Extract each line holding the word "found" from the entries.
-- Information follows --
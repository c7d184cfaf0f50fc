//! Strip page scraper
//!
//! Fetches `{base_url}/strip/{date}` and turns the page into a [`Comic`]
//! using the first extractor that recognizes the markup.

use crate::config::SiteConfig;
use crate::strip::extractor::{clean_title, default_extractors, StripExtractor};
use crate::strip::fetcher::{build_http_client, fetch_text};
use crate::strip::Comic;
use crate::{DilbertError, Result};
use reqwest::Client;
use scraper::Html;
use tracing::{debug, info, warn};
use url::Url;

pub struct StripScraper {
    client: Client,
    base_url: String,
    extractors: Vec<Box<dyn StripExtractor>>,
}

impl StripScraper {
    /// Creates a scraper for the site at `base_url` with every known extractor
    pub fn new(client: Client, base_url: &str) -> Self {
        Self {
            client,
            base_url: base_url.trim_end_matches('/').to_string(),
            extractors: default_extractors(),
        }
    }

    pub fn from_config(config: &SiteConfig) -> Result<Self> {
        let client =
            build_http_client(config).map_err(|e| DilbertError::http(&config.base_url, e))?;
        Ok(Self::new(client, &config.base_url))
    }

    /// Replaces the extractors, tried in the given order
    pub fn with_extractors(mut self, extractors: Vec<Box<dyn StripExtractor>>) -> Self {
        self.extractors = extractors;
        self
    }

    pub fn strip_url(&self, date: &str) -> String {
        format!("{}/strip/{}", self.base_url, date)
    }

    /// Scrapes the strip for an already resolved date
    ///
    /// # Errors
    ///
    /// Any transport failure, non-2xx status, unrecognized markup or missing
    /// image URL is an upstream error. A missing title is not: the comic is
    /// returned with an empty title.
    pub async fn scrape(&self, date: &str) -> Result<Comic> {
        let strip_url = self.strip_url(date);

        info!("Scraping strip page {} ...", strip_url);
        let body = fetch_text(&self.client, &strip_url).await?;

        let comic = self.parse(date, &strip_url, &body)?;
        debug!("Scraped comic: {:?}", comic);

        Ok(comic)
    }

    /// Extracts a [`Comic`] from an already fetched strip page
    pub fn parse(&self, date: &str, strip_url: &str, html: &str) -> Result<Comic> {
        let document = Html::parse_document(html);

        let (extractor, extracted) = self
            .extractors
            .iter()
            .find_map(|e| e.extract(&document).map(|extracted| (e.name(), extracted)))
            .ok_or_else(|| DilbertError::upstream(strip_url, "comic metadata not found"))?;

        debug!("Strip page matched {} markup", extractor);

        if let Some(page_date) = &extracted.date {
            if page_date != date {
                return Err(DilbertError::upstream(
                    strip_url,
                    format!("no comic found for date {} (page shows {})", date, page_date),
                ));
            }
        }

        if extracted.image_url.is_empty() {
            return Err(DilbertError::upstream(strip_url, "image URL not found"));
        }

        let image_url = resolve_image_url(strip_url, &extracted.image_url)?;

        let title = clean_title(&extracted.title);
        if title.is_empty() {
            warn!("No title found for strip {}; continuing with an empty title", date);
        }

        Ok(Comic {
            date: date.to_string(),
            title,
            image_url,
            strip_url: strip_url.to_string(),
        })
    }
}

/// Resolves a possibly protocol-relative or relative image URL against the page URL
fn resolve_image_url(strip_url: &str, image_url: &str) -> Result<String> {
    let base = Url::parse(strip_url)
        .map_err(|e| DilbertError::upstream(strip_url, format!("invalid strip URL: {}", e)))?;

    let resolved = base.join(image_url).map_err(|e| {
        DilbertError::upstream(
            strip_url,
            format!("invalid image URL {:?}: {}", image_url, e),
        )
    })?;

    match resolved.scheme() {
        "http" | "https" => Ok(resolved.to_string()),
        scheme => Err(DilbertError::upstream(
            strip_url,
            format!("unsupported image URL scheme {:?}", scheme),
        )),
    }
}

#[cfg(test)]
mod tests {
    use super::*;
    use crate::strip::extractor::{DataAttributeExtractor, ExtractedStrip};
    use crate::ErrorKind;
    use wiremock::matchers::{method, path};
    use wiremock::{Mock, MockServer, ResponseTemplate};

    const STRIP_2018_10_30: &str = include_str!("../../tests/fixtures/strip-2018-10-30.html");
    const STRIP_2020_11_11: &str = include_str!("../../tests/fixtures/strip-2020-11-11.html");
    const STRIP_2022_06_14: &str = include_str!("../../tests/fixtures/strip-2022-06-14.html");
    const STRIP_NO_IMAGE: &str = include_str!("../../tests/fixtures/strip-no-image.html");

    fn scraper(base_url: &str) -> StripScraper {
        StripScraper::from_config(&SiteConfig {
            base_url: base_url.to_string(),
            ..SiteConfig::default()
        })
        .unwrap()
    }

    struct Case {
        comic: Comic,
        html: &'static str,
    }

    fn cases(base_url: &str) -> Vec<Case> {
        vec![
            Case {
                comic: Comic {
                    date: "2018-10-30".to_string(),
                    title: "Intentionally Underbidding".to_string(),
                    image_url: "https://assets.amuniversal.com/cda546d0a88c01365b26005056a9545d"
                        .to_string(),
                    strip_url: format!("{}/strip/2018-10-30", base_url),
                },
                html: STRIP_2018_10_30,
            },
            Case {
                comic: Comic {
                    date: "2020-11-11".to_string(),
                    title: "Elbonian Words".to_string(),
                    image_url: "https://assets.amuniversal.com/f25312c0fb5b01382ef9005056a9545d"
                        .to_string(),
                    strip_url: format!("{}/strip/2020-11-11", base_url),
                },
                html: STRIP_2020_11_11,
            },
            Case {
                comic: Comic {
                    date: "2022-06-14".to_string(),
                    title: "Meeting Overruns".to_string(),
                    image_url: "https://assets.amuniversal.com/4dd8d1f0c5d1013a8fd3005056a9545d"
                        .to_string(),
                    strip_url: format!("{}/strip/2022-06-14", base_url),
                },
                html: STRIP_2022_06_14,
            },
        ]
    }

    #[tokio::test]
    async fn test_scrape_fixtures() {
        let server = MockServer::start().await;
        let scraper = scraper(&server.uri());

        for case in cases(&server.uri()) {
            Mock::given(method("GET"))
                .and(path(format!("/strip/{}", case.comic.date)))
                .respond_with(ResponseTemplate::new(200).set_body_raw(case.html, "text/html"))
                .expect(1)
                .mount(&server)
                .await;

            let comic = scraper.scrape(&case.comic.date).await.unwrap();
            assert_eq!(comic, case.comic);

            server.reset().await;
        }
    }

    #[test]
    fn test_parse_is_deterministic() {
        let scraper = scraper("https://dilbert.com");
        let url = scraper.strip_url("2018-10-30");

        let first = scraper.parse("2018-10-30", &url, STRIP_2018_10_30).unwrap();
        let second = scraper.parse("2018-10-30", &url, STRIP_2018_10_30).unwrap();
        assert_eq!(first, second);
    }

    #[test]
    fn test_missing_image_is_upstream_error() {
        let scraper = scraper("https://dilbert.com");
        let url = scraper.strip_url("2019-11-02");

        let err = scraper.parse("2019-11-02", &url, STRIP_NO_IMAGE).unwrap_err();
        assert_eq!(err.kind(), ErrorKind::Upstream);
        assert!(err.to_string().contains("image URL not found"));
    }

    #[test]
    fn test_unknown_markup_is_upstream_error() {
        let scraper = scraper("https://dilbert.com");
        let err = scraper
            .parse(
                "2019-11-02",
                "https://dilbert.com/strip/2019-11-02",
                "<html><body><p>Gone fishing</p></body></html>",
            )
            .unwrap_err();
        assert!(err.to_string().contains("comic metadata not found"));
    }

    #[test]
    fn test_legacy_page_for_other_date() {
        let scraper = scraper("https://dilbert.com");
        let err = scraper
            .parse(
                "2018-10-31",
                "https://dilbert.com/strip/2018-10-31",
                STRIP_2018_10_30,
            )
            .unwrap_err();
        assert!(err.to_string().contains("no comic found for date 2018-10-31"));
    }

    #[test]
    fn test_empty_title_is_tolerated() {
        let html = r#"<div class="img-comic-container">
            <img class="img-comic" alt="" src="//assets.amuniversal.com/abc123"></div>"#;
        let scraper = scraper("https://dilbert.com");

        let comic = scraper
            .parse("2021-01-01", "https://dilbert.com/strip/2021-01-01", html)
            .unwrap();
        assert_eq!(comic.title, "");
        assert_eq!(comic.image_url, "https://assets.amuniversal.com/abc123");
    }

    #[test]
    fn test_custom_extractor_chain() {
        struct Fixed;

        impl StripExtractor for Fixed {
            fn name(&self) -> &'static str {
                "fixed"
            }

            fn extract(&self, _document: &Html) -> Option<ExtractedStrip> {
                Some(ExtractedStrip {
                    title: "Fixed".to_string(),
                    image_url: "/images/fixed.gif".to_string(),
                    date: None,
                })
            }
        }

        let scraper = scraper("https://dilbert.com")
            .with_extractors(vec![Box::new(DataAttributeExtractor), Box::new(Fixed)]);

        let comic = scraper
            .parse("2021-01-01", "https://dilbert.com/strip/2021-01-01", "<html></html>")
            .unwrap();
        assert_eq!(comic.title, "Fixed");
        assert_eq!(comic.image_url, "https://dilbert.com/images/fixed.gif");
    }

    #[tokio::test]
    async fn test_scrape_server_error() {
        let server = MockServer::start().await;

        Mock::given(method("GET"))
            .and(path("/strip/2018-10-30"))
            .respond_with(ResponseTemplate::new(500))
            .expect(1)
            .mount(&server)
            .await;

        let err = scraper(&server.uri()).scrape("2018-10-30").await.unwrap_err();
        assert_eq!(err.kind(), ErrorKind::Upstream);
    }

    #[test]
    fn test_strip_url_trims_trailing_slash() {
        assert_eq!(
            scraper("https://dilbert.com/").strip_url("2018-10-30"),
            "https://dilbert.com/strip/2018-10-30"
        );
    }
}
-- Information concluded --
Output for this task =
            .ok_or_else(|| DilbertError::upstream(strip_url, "comic metadata not found"))?;
                    format!("no comic found for date {} (page shows {})", date, page_date),
            return Err(DilbertError::upstream(strip_url, "image URL not found"));
            warn!("No title found for strip {}; continuing with an empty title", date);
        assert!(err.to_string().contains("image URL not found"));
        assert!(err.to_string().contains("comic metadata not found"));
        assert!(err.to_string().contains("no comic found for date 2018-10-31"));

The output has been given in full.